» Website: https://www.retorika.id » Email: redaksi@retorika.id, lpmretorikafisipua@gmail.com » Alamat: Gedung FISIP Unair, Jl. Dharmawangsa Dalam 4-6 Surabaya 60286 » Telepon: .

Opini
Ngedit Foto Orang Tanpa Izin itu Nggak Salah... Kan?
16 Agustus 2024 | Opini | Dibaca 202 kali
Ngedit Foto Cewek Cantik di Medsos itu Nggak Salah.... Kan?: Ngedit Foto Cewek Cantik di Medsos itu Nggak Salah.... Kan? Foto: Vecteezy
Diketahui: Ngedit foto orang jadi foto tidak senonoh di medsos. Ditanya: Nggak salah, kan? Jawab: Ngedit foto orang sembarangan itu bukan cuma salah, tapi juga kriminal dan berhak dihukum seberat-beratnya.

Retorika.id - Ospek baru berjalan tiga hari, kasus pelecehan seksual verbal sudah saja terjadi. Seorang oknum mahasiswa baru Universitas Airlangga (Unair) melakukan pelecehan seksual secara verbal pada hari kedua PKKMB universitas. Ironisnya, hal ini terjadi saat sesi tanya-jawab terkait materi pencegahan kekerasan seksual yang dibawakan oleh Satgas PPKS. 
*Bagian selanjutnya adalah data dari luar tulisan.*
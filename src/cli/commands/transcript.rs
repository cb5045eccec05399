//! Transcript command implementation.

use crate::cli::Output;
use crate::config::Settings;
use crate::orchestrator::Orchestrator;
use anyhow::Result;

/// Run the transcript command.
pub async fn run_transcript(
    url: &str,
    timestamps: bool,
    output: Option<String>,
    settings: Settings,
) -> Result<()> {
    let include_timestamps = timestamps || settings.captions.include_timestamps;
    let orchestrator = Orchestrator::new(settings)?;

    let spinner = Output::spinner("Fetching transcript...");
    let result = orchestrator.transcript(url, include_timestamps).await;
    spinner.finish_and_clear();

    let result = match result {
        Ok(r) => r,
        Err(e) => {
            Output::error(&format!("{}", e));
            return Err(e.into());
        }
    };

    Output::success(&format!("Fetched transcript for {}", result.video_id));
    Output::transcript_info(
        &result.title,
        result.channel.as_deref(),
        result.duration_seconds,
        &result.transcript,
    );
    println!();

    match output {
        Some(path) => {
            std::fs::write(&path, &result.transcript)?;
            Output::success(&format!("Wrote transcript to {}", path));
        }
        None => {
            println!("{}", result.transcript);
        }
    }

    Ok(())
}
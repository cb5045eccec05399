//! Summarize command implementation.

use super::open_prompt_store;
use crate::cli::Output;
use crate::config::Settings;
use crate::orchestrator::Orchestrator;
use crate::prompt_store::PromptStore;
use anyhow::Result;

/// Run the summarize command.
pub async fn run_summarize(
    url: &str,
    instruction: Option<String>,
    prompt_name: Option<String>,
    model: Option<String>,
    timestamps: bool,
    settings: Settings,
) -> Result<()> {
    // Resolve the instruction: inline text, a stored template, or a default.
    let instruction = match (instruction, prompt_name) {
        (Some(text), _) => text,
        (None, Some(name)) => {
            let store = open_prompt_store(&settings)?;
            match store.find_by_name(&name).await? {
                Some(template) => template.text,
                None => {
                    Output::error(&format!("No stored prompt named '{}'", name));
                    Output::info("List available prompts with 'skrift prompt list'.");
                    return Err(anyhow::anyhow!("prompt not found: {}", name));
                }
            }
        }
        (None, None) => "Summarize the key points of this video.".to_string(),
    };

    let include_timestamps = timestamps || settings.captions.include_timestamps;
    let orchestrator = Orchestrator::new(settings)?;

    let spinner = Output::spinner("Fetching transcript...");
    let result = orchestrator.transcript(url, include_timestamps).await;
    spinner.finish_and_clear();

    let result = match result {
        Ok(r) => r,
        Err(e) => {
            Output::error(&format!("{}", e));
            return Err(e.into());
        }
    };

    Output::success(&format!("Fetched transcript for \"{}\"", result.title));

    let spinner = Output::spinner("Summarizing...");
    let summary = orchestrator
        .summarize(
            &result.title,
            &result.transcript,
            &instruction,
            model.as_deref(),
        )
        .await;
    spinner.finish_and_clear();

    match summary {
        Ok(summary) => {
            println!();
            println!("{}", summary);
            Ok(())
        }
        Err(e) => {
            Output::error(&format!("{}", e));
            Err(e.into())
        }
    }
}
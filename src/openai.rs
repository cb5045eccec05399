//! OpenAI client configuration with sensible defaults.

use async_openai::{config::OpenAIConfig, Client};
use std::time::Duration;

/// Default timeout for OpenAI API requests (2 minutes).
///
/// Summarization requests are chat-only; long transcripts still finish
/// well inside this window.
const DEFAULT_TIMEOUT_SECS: u64 = 120;

/// Create an OpenAI client with configured timeout.
pub fn create_client() -> Client<OpenAIConfig> {
    create_client_with_timeout(Duration::from_secs(DEFAULT_TIMEOUT_SECS))
}

/// Create an OpenAI client with a custom timeout.
pub fn create_client_with_timeout(timeout: Duration) -> Client<OpenAIConfig> {
    let http_client = reqwest::Client::builder()
        .timeout(timeout)
        .build()
        .expect("Failed to create HTTP client");

    Client::with_config(OpenAIConfig::default()).with_http_client(http_client)
}
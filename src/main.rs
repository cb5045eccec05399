//! Skrift CLI entry point.

use anyhow::Result;
use clap::Parser;
use skrift::cli::{commands, Cli, Commands};
use skrift::config::Settings;
use tracing_subscriber::{layer::SubscriberExt, util::SubscriberInitExt, EnvFilter};

#[tokio::main]
async fn main() -> Result<()> {
    let cli = Cli::parse();

    // Initialize logging
    let log_level = match cli.verbose {
        0 => "warn",
        1 => "info",
        2 => "debug",
        _ => "trace",
    };

    tracing_subscriber::registry()
        .with(EnvFilter::new(
            std::env::var("RUST_LOG").unwrap_or_else(|_| format!("skrift={}", log_level)),
        ))
        .with(tracing_subscriber::fmt::layer().with_target(false))
        .init();

    // Load configuration
    let settings = match &cli.config {
        Some(path) => Settings::load_from(Some(&std::path::PathBuf::from(path)))?,
        None => Settings::load()?,
    };

    // Ensure the data directory exists
    std::fs::create_dir_all(settings.data_dir())?;

    // Execute command
    match &cli.command {
        Commands::Init => {
            commands::run_init(&settings)?;
        }

        Commands::Doctor => {
            commands::run_doctor(&settings)?;
        }

        Commands::Transcript {
            url,
            timestamps,
            output,
        } => {
            commands::run_transcript(url, *timestamps, output.clone(), settings).await?;
        }

        Commands::Summarize {
            url,
            instruction,
            prompt,
            model,
            timestamps,
        } => {
            commands::run_summarize(
                url,
                instruction.clone(),
                prompt.clone(),
                model.clone(),
                *timestamps,
                settings,
            )
            .await?;
        }

        Commands::Prompt { action } => {
            commands::run_prompt(action, settings).await?;
        }

        Commands::Serve { host, port } => {
            commands::run_serve(host.clone(), *port, settings).await?;
        }

        Commands::Config { action } => {
            commands::run_config(action, settings)?;
        }
    }

    Ok(())
}
//! SQLite-based prompt template store implementation.

use super::{PromptStore, PromptTemplate};
use crate::error::{Result, SkriftError};
use async_trait::async_trait;
use chrono::{DateTime, Utc};
use rusqlite::{params, Connection, Row};
use std::path::Path;
use std::sync::Mutex;
use tracing::{debug, info};
use uuid::Uuid;

const SCHEMA: &str = r#"
CREATE TABLE IF NOT EXISTS prompts (
    id TEXT PRIMARY KEY,
    name TEXT NOT NULL,
    text TEXT NOT NULL,
    created_at TEXT NOT NULL,
    updated_at TEXT NOT NULL
);

CREATE INDEX IF NOT EXISTS idx_prompts_name ON prompts(name);
"#;

/// SQLite-based prompt store.
pub struct SqlitePromptStore {
    conn: Mutex<Connection>,
}

impl SqlitePromptStore {
    /// Create a new SQLite prompt store.
    pub fn new(path: &Path) -> Result<Self> {
        // Create parent directories if needed
        if let Some(parent) = path.parent() {
            std::fs::create_dir_all(parent)?;
        }

        let conn = Connection::open(path)?;
        conn.execute_batch("PRAGMA journal_mode=WAL;")?;
        conn.execute_batch(SCHEMA)?;

        info!("Initialized prompt store at {:?}", path);

        Ok(Self {
            conn: Mutex::new(conn),
        })
    }

    /// Create an in-memory SQLite prompt store (useful for testing).
    pub fn in_memory() -> Result<Self> {
        let conn = Connection::open_in_memory()?;
        conn.execute_batch(SCHEMA)?;

        Ok(Self {
            conn: Mutex::new(conn),
        })
    }

    fn row_to_template(row: &Row<'_>) -> rusqlite::Result<PromptTemplate> {
        let id: String = row.get(0)?;
        let created_at: String = row.get(3)?;
        let updated_at: String = row.get(4)?;

        Ok(PromptTemplate {
            id: Uuid::parse_str(&id).unwrap_or_default(),
            name: row.get(1)?,
            text: row.get(2)?,
            created_at: parse_datetime(&created_at),
            updated_at: parse_datetime(&updated_at),
        })
    }
}

fn parse_datetime(s: &str) -> DateTime<Utc> {
    DateTime::parse_from_rfc3339(s)
        .map(|dt| dt.with_timezone(&Utc))
        .unwrap_or_else(|_| Utc::now())
}

#[async_trait]
impl PromptStore for SqlitePromptStore {
    async fn list(&self) -> Result<Vec<PromptTemplate>> {
        let conn = self.conn.lock().unwrap();
        let mut stmt = conn.prepare(
            "SELECT id, name, text, created_at, updated_at FROM prompts ORDER BY created_at DESC",
        )?;

        let templates = stmt
            .query_map([], Self::row_to_template)?
            .collect::<rusqlite::Result<Vec<_>>>()?;

        Ok(templates)
    }

    async fn get(&self, id: Uuid) -> Result<PromptTemplate> {
        let conn = self.conn.lock().unwrap();
        let mut stmt = conn
            .prepare("SELECT id, name, text, created_at, updated_at FROM prompts WHERE id = ?1")?;

        stmt.query_row(params![id.to_string()], Self::row_to_template)
            .map_err(|e| match e {
                rusqlite::Error::QueryReturnedNoRows => SkriftError::PromptNotFound(id.to_string()),
                other => SkriftError::Database(other),
            })
    }

    async fn find_by_name(&self, name: &str) -> Result<Option<PromptTemplate>> {
        let conn = self.conn.lock().unwrap();
        let mut stmt = conn.prepare(
            "SELECT id, name, text, created_at, updated_at FROM prompts WHERE name = ?1 LIMIT 1",
        )?;

        match stmt.query_row(params![name], Self::row_to_template) {
            Ok(template) => Ok(Some(template)),
            Err(rusqlite::Error::QueryReturnedNoRows) => Ok(None),
            Err(e) => Err(SkriftError::Database(e)),
        }
    }

    async fn create(&self, name: &str, text: &str) -> Result<PromptTemplate> {
        let template = PromptTemplate::new(name.to_string(), text.to_string());

        let conn = self.conn.lock().unwrap();
        conn.execute(
            "INSERT INTO prompts (id, name, text, created_at, updated_at) VALUES (?1, ?2, ?3, ?4, ?5)",
            params![
                template.id.to_string(),
                template.name,
                template.text,
                template.created_at.to_rfc3339(),
                template.updated_at.to_rfc3339(),
            ],
        )?;

        debug!(id = %template.id, name = %template.name, "Created prompt template");

        Ok(template)
    }

    async fn update(&self, id: Uuid, name: &str, text: &str) -> Result<PromptTemplate> {
        let updated_at = Utc::now();

        {
            let conn = self.conn.lock().unwrap();
            let changed = conn.execute(
                "UPDATE prompts SET name = ?2, text = ?3, updated_at = ?4 WHERE id = ?1",
                params![id.to_string(), name, text, updated_at.to_rfc3339()],
            )?;

            if changed == 0 {
                return Err(SkriftError::PromptNotFound(id.to_string()));
            }
        }

        self.get(id).await
    }

    async fn delete(&self, id: Uuid) -> Result<()> {
        let conn = self.conn.lock().unwrap();
        let changed = conn.execute("DELETE FROM prompts WHERE id = ?1", params![id.to_string()])?;

        if changed == 0 {
            return Err(SkriftError::PromptNotFound(id.to_string()));
        }

        debug!(id = %id, "Deleted prompt template");

        Ok(())
    }
}

#[cfg(test)]
mod tests {
    use super::*;

    #[tokio::test]
    async fn test_create_and_get() {
        let store = SqlitePromptStore::in_memory().unwrap();

        let created = store.create("summary", "Summarize this.").await.unwrap();
        let fetched = store.get(created.id).await.unwrap();

        assert_eq!(fetched.name, "summary");
        assert_eq!(fetched.text, "Summarize this.");
    }

    #[tokio::test]
    async fn test_get_unknown_id() {
        let store = SqlitePromptStore::in_memory().unwrap();

        let err = store.get(Uuid::new_v4()).await.unwrap_err();
        assert!(matches!(err, SkriftError::PromptNotFound(_)));
    }

    #[tokio::test]
    async fn test_update() {
        let store = SqlitePromptStore::in_memory().unwrap();

        let created = store.create("summary", "old").await.unwrap();
        let updated = store.update(created.id, "key points", "new").await.unwrap();

        assert_eq!(updated.name, "key points");
        assert_eq!(updated.text, "new");
        assert!(updated.updated_at >= created.updated_at);
    }

    #[tokio::test]
    async fn test_update_unknown_id() {
        let store = SqlitePromptStore::in_memory().unwrap();

        let err = store.update(Uuid::new_v4(), "x", "y").await.unwrap_err();
        assert!(matches!(err, SkriftError::PromptNotFound(_)));
    }

    #[tokio::test]
    async fn test_delete() {
        let store = SqlitePromptStore::in_memory().unwrap();

        let created = store.create("summary", "text").await.unwrap();
        store.delete(created.id).await.unwrap();

        assert!(store.list().await.unwrap().is_empty());
        assert!(store.get(created.id).await.is_err());
    }

    #[tokio::test]
    async fn test_find_by_name() {
        let store = SqlitePromptStore::in_memory().unwrap();

        store.create("summary", "text").await.unwrap();

        let found = store.find_by_name("summary").await.unwrap();
        assert!(found.is_some());

        let missing = store.find_by_name("nonexistent").await.unwrap();
        assert!(missing.is_none());
    }

    #[tokio::test]
    async fn test_persists_to_disk() {
        let dir = tempfile::tempdir().unwrap();
        let path = dir.path().join("prompts.db");

        let id = {
            let store = SqlitePromptStore::new(&path).unwrap();
            store.create("summary", "text").await.unwrap().id
        };

        let reopened = SqlitePromptStore::new(&path).unwrap();
        let fetched = reopened.get(id).await.unwrap();
        assert_eq!(fetched.name, "summary");
    }
}
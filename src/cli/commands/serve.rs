//! Web application server.
//!
//! Serves the transcript page and REST endpoints for transcripts,
//! summarization, and prompt template management.

use super::open_prompt_store;
use crate::cli::Output;
use crate::config::Settings;
use crate::error::SkriftError;
use crate::orchestrator::Orchestrator;
use crate::prompt_store::PromptStore;
use axum::{
    extract::{Path, State},
    http::StatusCode,
    response::{Html, IntoResponse},
    routing::{get, post, put},
    Json, Router,
};
use serde::{Deserialize, Serialize};
use std::sync::Arc;
use tower_http::cors::{Any, CorsLayer};
use uuid::Uuid;

/// The embedded web page.
const INDEX_HTML: &str = include_str!("../../../assets/index.html");

/// Shared application state.
struct AppState {
    orchestrator: Orchestrator,
    prompt_store: Arc<dyn PromptStore>,
}

/// Run the web application server.
pub async fn run_serve(host: Option<String>, port: Option<u16>, settings: Settings) -> anyhow::Result<()> {
    let host = host.unwrap_or_else(|| settings.server.host.clone());
    let port = port.unwrap_or(settings.server.port);

    let prompt_store = open_prompt_store(&settings)?;
    let orchestrator = Orchestrator::new(settings)?;

    let state = Arc::new(AppState {
        orchestrator,
        prompt_store,
    });

    let cors = CorsLayer::new()
        .allow_origin(Any)
        .allow_methods(Any)
        .allow_headers(Any);

    let app = Router::new()
        .route("/", get(index))
        .route("/health", get(health))
        .route("/api/transcript", post(transcript))
        .route("/api/summarize", post(summarize))
        .route("/api/prompts", get(list_prompts).post(create_prompt))
        .route("/api/prompts/{id}", put(update_prompt).delete(delete_prompt))
        .layer(cors)
        .with_state(state);

    let addr = format!("{}:{}", host, port);
    let listener = tokio::net::TcpListener::bind(&addr).await?;

    Output::header("Skrift Web Server");
    println!();
    Output::success(&format!("Listening on http://{}", addr));
    println!();
    println!("Endpoints:");
    Output::kv("Web UI", "GET    /");
    Output::kv("Health", "GET    /health");
    Output::kv("Transcript", "POST   /api/transcript");
    Output::kv("Summarize", "POST   /api/summarize");
    Output::kv("Prompts", "GET    /api/prompts");
    Output::kv("Add Prompt", "POST   /api/prompts");
    Output::kv("Edit Prompt", "PUT    /api/prompts/:id");
    Output::kv("Del Prompt", "DELETE /api/prompts/:id");
    println!();
    Output::info("Press Ctrl+C to stop the server.");

    axum::serve(listener, app).await?;

    Ok(())
}

/// Map a pipeline error onto the HTTP status it should surface with.
fn error_status(err: &SkriftError) -> StatusCode {
    match err {
        SkriftError::InvalidInput(_) => StatusCode::BAD_REQUEST,
        SkriftError::VideoNotFound(_)
        | SkriftError::CaptionsUnavailable
        | SkriftError::UnsupportedCaptionFormat
        | SkriftError::PromptNotFound(_) => StatusCode::NOT_FOUND,
        SkriftError::Unparseable => StatusCode::UNPROCESSABLE_ENTITY,
        SkriftError::OpenAI(_) => StatusCode::BAD_GATEWAY,
        _ => StatusCode::INTERNAL_SERVER_ERROR,
    }
}

// === Request/Response Types ===

#[derive(Deserialize)]
struct TranscriptRequest {
    /// YouTube video URL
    url: String,
    /// Include [MM:SS] markers
    #[serde(default)]
    include_timestamps: bool,
}

#[derive(Serialize)]
struct TranscriptResponse {
    success: bool,
    video_id: String,
    title: String,
    #[serde(skip_serializing_if = "Option::is_none")]
    channel: Option<String>,
    #[serde(skip_serializing_if = "Option::is_none")]
    duration: Option<u32>,
    transcript: String,
}

#[derive(Deserialize)]
struct SummarizeRequest {
    transcript: String,
    instruction: String,
    #[serde(default)]
    title: Option<String>,
    #[serde(default)]
    model: Option<String>,
}

#[derive(Serialize)]
struct SummarizeResponse {
    summary: String,
    model: String,
}

#[derive(Deserialize)]
struct PromptRequest {
    name: String,
    text: String,
}

#[derive(Serialize)]
struct ErrorResponse {
    error: String,
}

fn error_response(err: SkriftError) -> axum::response::Response {
    (
        error_status(&err),
        Json(ErrorResponse {
            error: err.to_string(),
        }),
    )
        .into_response()
}

// === Handlers ===

async fn index() -> impl IntoResponse {
    Html(INDEX_HTML)
}

async fn health() -> impl IntoResponse {
    Json(serde_json::json!({ "status": "ok" }))
}

async fn transcript(
    State(state): State<Arc<AppState>>,
    Json(req): Json<TranscriptRequest>,
) -> impl IntoResponse {
    match state
        .orchestrator
        .transcript(&req.url, req.include_timestamps)
        .await
    {
        Ok(result) => Json(TranscriptResponse {
            success: true,
            video_id: result.video_id,
            title: result.title,
            channel: result.channel,
            duration: result.duration_seconds,
            transcript: result.transcript,
        })
        .into_response(),
        Err(e) => error_response(e),
    }
}

async fn summarize(
    State(state): State<Arc<AppState>>,
    Json(req): Json<SummarizeRequest>,
) -> impl IntoResponse {
    let title = req.title.unwrap_or_default();
    let model = req
        .model
        .unwrap_or_else(|| state.orchestrator.settings().summarize.model.clone());

    match state
        .orchestrator
        .summarize(&title, &req.transcript, &req.instruction, Some(&model))
        .await
    {
        Ok(summary) => Json(SummarizeResponse { summary, model }).into_response(),
        Err(e) => error_response(e),
    }
}

async fn list_prompts(State(state): State<Arc<AppState>>) -> impl IntoResponse {
    match state.prompt_store.list().await {
        Ok(templates) => Json(templates).into_response(),
        Err(e) => error_response(e),
    }
}

async fn create_prompt(
    State(state): State<Arc<AppState>>,
    Json(req): Json<PromptRequest>,
) -> impl IntoResponse {
    match state.prompt_store.create(&req.name, &req.text).await {
        Ok(template) => (StatusCode::CREATED, Json(template)).into_response(),
        Err(e) => error_response(e),
    }
}

async fn update_prompt(
    State(state): State<Arc<AppState>>,
    Path(id): Path<Uuid>,
    Json(req): Json<PromptRequest>,
) -> impl IntoResponse {
    match state.prompt_store.update(id, &req.name, &req.text).await {
        Ok(template) => Json(template).into_response(),
        Err(e) => error_response(e),
    }
}

async fn delete_prompt(
    State(state): State<Arc<AppState>>,
    Path(id): Path<Uuid>,
) -> impl IntoResponse {
    match state.prompt_store.delete(id).await {
        Ok(()) => StatusCode::NO_CONTENT.into_response(),
        Err(e) => error_response(e),
    }
}

#[cfg(test)]
mod tests {
    use super::*;

    #[test]
    fn test_error_status_mapping() {
        assert_eq!(
            error_status(&SkriftError::InvalidInput("bad url".to_string())),
            StatusCode::BAD_REQUEST
        );
        assert_eq!(
            error_status(&SkriftError::CaptionsUnavailable),
            StatusCode::NOT_FOUND
        );
        assert_eq!(
            error_status(&SkriftError::Unparseable),
            StatusCode::UNPROCESSABLE_ENTITY
        );
        assert_eq!(
            error_status(&SkriftError::OpenAI("timeout".to_string())),
            StatusCode::BAD_GATEWAY
        );
    }
}
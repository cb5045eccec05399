//! Transcript pipeline orchestrator for Skrift.
//!
//! Coordinates the process from URL to normalized transcript text:
//! ID extraction, metadata lookup, caption track selection, payload
//! download, and normalization.

use crate::captions::{select_caption_format, CaptionFetcher, CaptionNormalizer, HttpCaptionFetcher};
use crate::config::{Prompts, Settings};
use crate::error::{Result, SkriftError};
use crate::summarize::SummarizeEngine;
use crate::video::{MetadataProvider, YoutubeProvider};
use serde::Serialize;
use std::sync::Arc;
use std::time::Duration;
use tracing::{info, instrument};

/// A finished transcript with the video metadata it came from.
#[derive(Debug, Clone, Serialize)]
pub struct TranscriptResult {
    pub video_id: String,
    pub title: String,
    pub channel: Option<String>,
    pub duration_seconds: Option<u32>,
    pub transcript: String,
}

/// The main orchestrator for the Skrift pipeline.
pub struct Orchestrator {
    settings: Settings,
    prompts: Prompts,
    provider: Arc<dyn MetadataProvider>,
    fetcher: Arc<dyn CaptionFetcher>,
    normalizer: CaptionNormalizer,
}

impl Orchestrator {
    /// Create a new orchestrator with default collaborators.
    pub fn new(settings: Settings) -> Result<Self> {
        let prompts = Prompts::load(
            settings.prompts.custom_dir.as_deref(),
            Some(&settings.prompts.variables),
        )?;

        let fetcher = Arc::new(HttpCaptionFetcher::new(Duration::from_secs(
            settings.captions.fetch_timeout_seconds,
        ))?);

        Ok(Self {
            settings,
            prompts,
            provider: Arc::new(YoutubeProvider::new()),
            fetcher,
            normalizer: CaptionNormalizer::new(),
        })
    }

    /// Create an orchestrator with custom collaborators.
    pub fn with_components(
        settings: Settings,
        provider: Arc<dyn MetadataProvider>,
        fetcher: Arc<dyn CaptionFetcher>,
    ) -> Result<Self> {
        let prompts = Prompts::load(
            settings.prompts.custom_dir.as_deref(),
            Some(&settings.prompts.variables),
        )?;

        Ok(Self {
            settings,
            prompts,
            provider,
            fetcher,
            normalizer: CaptionNormalizer::new(),
        })
    }

    /// Fetch and normalize the caption transcript for a video URL.
    #[instrument(skip(self), fields(url = %url))]
    pub async fn transcript(&self, url: &str, include_timestamps: bool) -> Result<TranscriptResult> {
        let video_id = self
            .provider
            .extract_id(url)
            .ok_or_else(|| SkriftError::InvalidInput(format!("Invalid YouTube URL: {}", url)))?;

        info!(video_id, "Fetching video metadata");
        let metadata = self.provider.fetch_video(&video_id).await?;

        let format = select_caption_format(
            &metadata.subtitles,
            &metadata.automatic_captions,
            &self.settings.captions.preferred_languages,
        )?;

        info!(ext = %format.ext, "Downloading caption payload");
        let payload = self.fetcher.fetch(&format.url).await?;

        let transcript = self.normalizer.normalize(&payload, include_timestamps)?;

        Ok(TranscriptResult {
            video_id: metadata.id,
            title: metadata.title,
            channel: metadata.channel,
            duration_seconds: metadata.duration_seconds,
            transcript,
        })
    }

    /// Summarize an already-fetched transcript with a free-form instruction.
    pub async fn summarize(
        &self,
        title: &str,
        transcript: &str,
        instruction: &str,
        model: Option<&str>,
    ) -> Result<String> {
        let model = model.unwrap_or(&self.settings.summarize.model);

        let engine = SummarizeEngine::new(model, self.settings.summarize.temperature)
            .with_prompts(self.prompts.clone());

        engine.summarize(title, transcript, instruction).await
    }

    /// The active settings.
    pub fn settings(&self) -> &Settings {
        &self.settings
    }
}

#[cfg(test)]
mod tests {
    use super::*;
    use crate::video::{CaptionFormat, CaptionTrack, VideoMetadata};
    use async_trait::async_trait;

    struct FakeProvider {
        metadata: VideoMetadata,
    }

    #[async_trait]
    impl MetadataProvider for FakeProvider {
        fn extract_id(&self, input: &str) -> Option<String> {
            YoutubeProvider::new().extract_id(input)
        }

        async fn fetch_video(&self, _video_id: &str) -> Result<VideoMetadata> {
            Ok(self.metadata.clone())
        }
    }

    struct FakeFetcher {
        payload: String,
    }

    #[async_trait]
    impl CaptionFetcher for FakeFetcher {
        async fn fetch(&self, _url: &str) -> Result<String> {
            Ok(self.payload.clone())
        }
    }

    fn metadata_with_vtt() -> VideoMetadata {
        VideoMetadata {
            id: "dQw4w9WgXcQ".to_string(),
            title: "Test Video".to_string(),
            channel: Some("Test Channel".to_string()),
            duration_seconds: Some(212),
            subtitles: vec![CaptionTrack {
                language: "en".to_string(),
                formats: vec![CaptionFormat {
                    ext: "vtt".to_string(),
                    url: "https://example.com/en.vtt".to_string(),
                }],
            }],
            automatic_captions: vec![],
        }
    }

    fn orchestrator_with(payload: &str) -> Orchestrator {
        Orchestrator::with_components(
            Settings::default(),
            Arc::new(FakeProvider {
                metadata: metadata_with_vtt(),
            }),
            Arc::new(FakeFetcher {
                payload: payload.to_string(),
            }),
        )
        .unwrap()
    }

    #[tokio::test]
    async fn test_transcript_end_to_end() {
        let orchestrator =
            orchestrator_with("WEBVTT\n\n00:00:01.000 --> 00:00:03.000\nNever gonna give you up\n");

        let result = orchestrator
            .transcript("https://www.youtube.com/watch?v=dQw4w9WgXcQ", false)
            .await
            .unwrap();

        assert_eq!(result.video_id, "dQw4w9WgXcQ");
        assert_eq!(result.title, "Test Video");
        assert_eq!(result.transcript, "Never gonna give you up");
    }

    #[tokio::test]
    async fn test_transcript_with_timestamps() {
        let orchestrator =
            orchestrator_with("WEBVTT\n\n00:00:05.000 --> 00:00:07.000\nHello\n");

        let result = orchestrator
            .transcript("https://youtu.be/dQw4w9WgXcQ", true)
            .await
            .unwrap();

        assert_eq!(result.transcript, "[00:05] Hello");
    }

    #[tokio::test]
    async fn test_invalid_url_is_rejected_before_any_lookup() {
        let orchestrator = orchestrator_with("irrelevant");

        let err = orchestrator
            .transcript("https://example.com/page", false)
            .await
            .unwrap_err();

        assert!(matches!(err, SkriftError::InvalidInput(_)));
    }

    #[tokio::test]
    async fn test_unparseable_payload_surfaces() {
        let orchestrator = orchestrator_with("WEBVTT\n\n");

        let err = orchestrator
            .transcript("https://youtu.be/dQw4w9WgXcQ", false)
            .await
            .unwrap_err();

        assert!(matches!(err, SkriftError::Unparseable));
    }
}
Kira-kira, begini pendapat yang ia lontarkan: (Mohon dipahami bahwa ini bukanlah kutipan  kata-per-kata, melainkan hanya garis besar saja, -red).

 

“Kalau kamu sudah membagikan foto di sosial media, berarti kamu sama saja telah memberikan consent bagi foto tersebut untuk diedit, termasuk diedit jadi foto nggak senonoh pakai AI. Kalau tidak suka, harusnya gak usah ngepost saja!”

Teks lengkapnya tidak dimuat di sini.